Tijdens een panelgesprek n.a.v. de opening van een nieuw gebouw van de filmschool van de University of Southern California begin juni klonken George Lucas en Steven Spielberg onheilspellend. Volgens het duo stormt de industrie richting afgrond. Aangespoord door foute productiekeuzes en revolutionaire distributiesystemen. Het publiek heeft te weinig tijd en moet kiezen uit te veel content, waardoor het drummen is voor films en studio’s neigen naar in hun ogen veilige strategieën zoals investeren in films met mega-budgetten.

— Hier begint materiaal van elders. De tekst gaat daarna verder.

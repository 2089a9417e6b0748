//! HTTP router.
//!
//! Returns a composable `Router` that can be mounted on any axum server.
//! All handlers share one immutable `ApiContext`; per-request storage
//! connections are opened inside the handlers.

use axum::extract::DefaultBodyLimit;
use axum::routing::{get, post};
use axum::Router;

use crate::api::endpoints;
use crate::api::types::ApiContext;

/// Multipart cap for label uploads (10 MiB). Label photos are small;
/// anything larger is not a label photo.
const UPLOAD_BODY_LIMIT: usize = 10 * 1024 * 1024;

/// Build the full route table.
///
/// NOTE: Path params use `:param` syntax (matchit 0.7 / axum 0.7).
pub fn build_router(ctx: ApiContext) -> Router {
    Router::new()
        .route(
            "/",
            get(endpoints::consult::form_page).post(endpoints::consult::submit),
        )
        .route("/records", get(endpoints::records::list))
        .route("/delete/:id", post(endpoints::records::delete_one))
        .route("/delete_all", post(endpoints::records::delete_all))
        .route(
            "/upload_medicine",
            get(endpoints::medicine::upload_page).post(endpoints::medicine::upload),
        )
        .route("/health", get(endpoints::health::check))
        .layer(DefaultBodyLimit::max(UPLOAD_BODY_LIMIT))
        .with_state(ctx)
}
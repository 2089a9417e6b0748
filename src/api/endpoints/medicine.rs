//! Medicine-label endpoints.
//!
//! - `GET /upload_medicine` — the label upload page
//! - `POST /upload_medicine` — OCR the uploaded photo and look the
//!   medicine up in the reference directory

use axum::extract::{Multipart, State};
use axum::response::Html;
use axum::Json;
use serde::Serialize;

use crate::api::error::ApiError;
use crate::api::types::ApiContext;
use crate::ocr::recognize_medicine;

#[derive(Serialize)]
pub struct MedicineResponse {
    pub medicine: String,
    #[serde(rename = "use")]
    pub usage: String,
    pub side_effects: String,
    pub extracted_text: String,
}

/// `GET /upload_medicine` — label upload page.
pub async fn upload_page() -> Html<&'static str> {
    Html(MEDICINE_PAGE_HTML)
}

/// `POST /upload_medicine` — multipart upload with a single `file`
/// field. The OCR round-trip runs on the blocking pool.
pub async fn upload(
    State(ctx): State<ApiContext>,
    mut multipart: Multipart,
) -> Result<Json<MedicineResponse>, ApiError> {
    let mut image: Option<Vec<u8>> = None;

    while let Some(field) = multipart
        .next_field()
        .await
        .map_err(|e| ApiError::InvalidInput(format!("Malformed multipart body: {e}")))?
    {
        if field.name() == Some("file") {
            let bytes = field
                .bytes()
                .await
                .map_err(|e| ApiError::InvalidInput(format!("Failed to read file data: {e}")))?;
            image = Some(bytes.to_vec());
        }
    }

    let image = image.ok_or_else(|| ApiError::InvalidInput("No 'file' field provided".into()))?;

    // Magic bytes only; the Content-Type header is not trusted
    let mime = detect_image_mime(&image).ok_or_else(|| {
        ApiError::InvalidInput("Unsupported file type. Send a JPEG or PNG photo of the label.".into())
    })?;
    tracing::info!(size = image.len(), mime, "Label image received");

    let state = ctx.state.clone();
    let found = tokio::task::spawn_blocking(move || {
        recognize_medicine(state.ocr.as_ref(), &state.reference, &image)
    })
    .await
    .map_err(|e| ApiError::Internal(format!("Recognition task failed: {e}")))??;

    Ok(Json(MedicineResponse {
        medicine: found.name,
        usage: found.usage,
        side_effects: found.side_effects,
        extracted_text: found.extracted_text,
    }))
}

/// Identify the upload from its leading bytes.
fn detect_image_mime(bytes: &[u8]) -> Option<&'static str> {
    // JPEG: FF D8 FF
    if bytes.starts_with(&[0xFF, 0xD8, 0xFF]) {
        return Some("image/jpeg");
    }
    // PNG: 89 50 4E 47
    if bytes.starts_with(&[0x89, 0x50, 0x4E, 0x47]) {
        return Some("image/png");
    }
    None
}

// ---------------------------------------------------------------------------
// Upload page HTML (self-contained, no external resources)
// ---------------------------------------------------------------------------

const MEDICINE_PAGE_HTML: &str = r#"<!DOCTYPE html>
<html lang="en">
<head>
  <meta charset="utf-8">
  <meta name="viewport" content="width=device-width, initial-scale=1">
  <title>CareSage — Identify a Medicine</title>
  <style>
    * { box-sizing: border-box; margin: 0; padding: 0; }
    body {
      font-family: -apple-system, BlinkMacSystemFont, 'Segoe UI', system-ui, sans-serif;
      background: #fafaf9; color: #1c1917;
      min-height: 100vh; display: flex; flex-direction: column;
      align-items: center; padding: 32px 24px;
    }
    h1 { font-size: 24px; margin-bottom: 8px; }
    p.lead { color: #78716c; font-size: 14px; margin-bottom: 24px; text-align: center; }
    form, #result { width: 100%; max-width: 420px; }
    input[type=file] {
      width: 100%; padding: 10px 12px; font-size: 14px;
      border: 2px dashed #d6d3d1; border-radius: 12px; background: #ffffff;
    }
    button {
      margin-top: 20px; width: 100%; padding: 12px; font-size: 16px; font-weight: 600;
      color: #ffffff; background: #4a7c59; border: none; border-radius: 12px; cursor: pointer;
    }
    button:disabled { opacity: 0.6; cursor: wait; }
    .card {
      margin-top: 16px; padding: 16px; background: #ffffff;
      border: 1px solid #d6d3d1; border-radius: 12px;
    }
    .card h2 { font-size: 16px; margin-bottom: 6px; }
    .card div { font-size: 14px; color: #44403c; margin-top: 2px; }
    .extracted { margin-top: 8px; font-size: 12px; color: #78716c; font-style: italic; }
    .error { margin-top: 16px; color: #b91c1c; font-size: 14px; text-align: center; }
    nav { margin-top: 28px; font-size: 14px; }
    nav a { color: #4a7c59; text-decoration: none; }
  </style>
</head>
<body>
  <h1>Identify a Medicine</h1>
  <p class="lead">Upload a photo of a medicine label to look up what it is for
    and its common side effects.</p>

  <form id="upload-form">
    <input id="file" name="file" type="file" accept="image/jpeg,image/png" required>
    <button type="submit" id="submit-btn">Identify</button>
  </form>

  <div id="result"></div>

  <nav><a href="/">Back to consultation</a></nav>

  <script>
    const form = document.getElementById('upload-form');
    const btn = document.getElementById('submit-btn');
    const result = document.getElementById('result');

    form.addEventListener('submit', async (ev) => {
      ev.preventDefault();
      btn.disabled = true;
      result.innerHTML = '';
      try {
        const resp = await fetch('/upload_medicine', {
          method: 'POST',
          body: new FormData(form),
        });
        const data = await resp.json();
        if (!resp.ok) {
          showError(data.error ? data.error.message : 'Request failed');
          return;
        }
        const card = document.createElement('div');
        card.className = 'card';
        card.innerHTML = '<h2></h2><div></div><div></div><div class="extracted"></div>';
        card.querySelector('h2').textContent = data.medicine;
        const rows = card.querySelectorAll('div');
        rows[0].textContent = 'Use: ' + data.use;
        rows[1].textContent = 'Side effects: ' + data.side_effects;
        rows[2].textContent = 'Read from label: ' + data.extracted_text;
        result.appendChild(card);
      } catch (e) {
        showError('Could not reach the server');
      } finally {
        btn.disabled = false;
      }
    });

    function showError(message) {
      const div = document.createElement('div');
      div.className = 'error';
      div.textContent = message;
      result.appendChild(div);
    }
  </script>
</body>
</html>
"#;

“Het grote gevaar,” aldus Spielberg, “is dat er een implosie, of een meltdown, gaat optreden. Drie, vier of misschien een halfdozijn films die floppen en het hele systeem doen wankelen”. Lucas ging niet zo ver maar wees wel op de negatieve invloed van hoge marketingkosten waardoor producties enkel nog gericht zijn op het grote publiek en niche publieken in de kou blijven staan. “Films zoals Lincoln zullen in de toekomst verdwijnen uit de zalen en enkel op televisie te zien zijn,” zegt Lucas. “Het scheelde niet veel of mijn film was enkel op HBO te zien” vult Spielberg aan waarop Lucas besluit dat “de weg om in bioscopen te geraken steeds smaller en smaller wordt voor films”.
Een maand voordien, tijdens het filmfestival van Cannes, bleek de industrie hopeloos verdeeld over de te volgen weg. Disney, NBC Universal en Paramount kondigden grote transformaties aan voor hun productie-eenheden in en rond Los Angeles (“We maken ons klaar voor de volgende 100 jaar” aldus Paramount vice-president Sharon Keyser) terwijl net meer en meer producties andere staten en landen opzoeken om er betere ‘voorwaarden’ te vinden.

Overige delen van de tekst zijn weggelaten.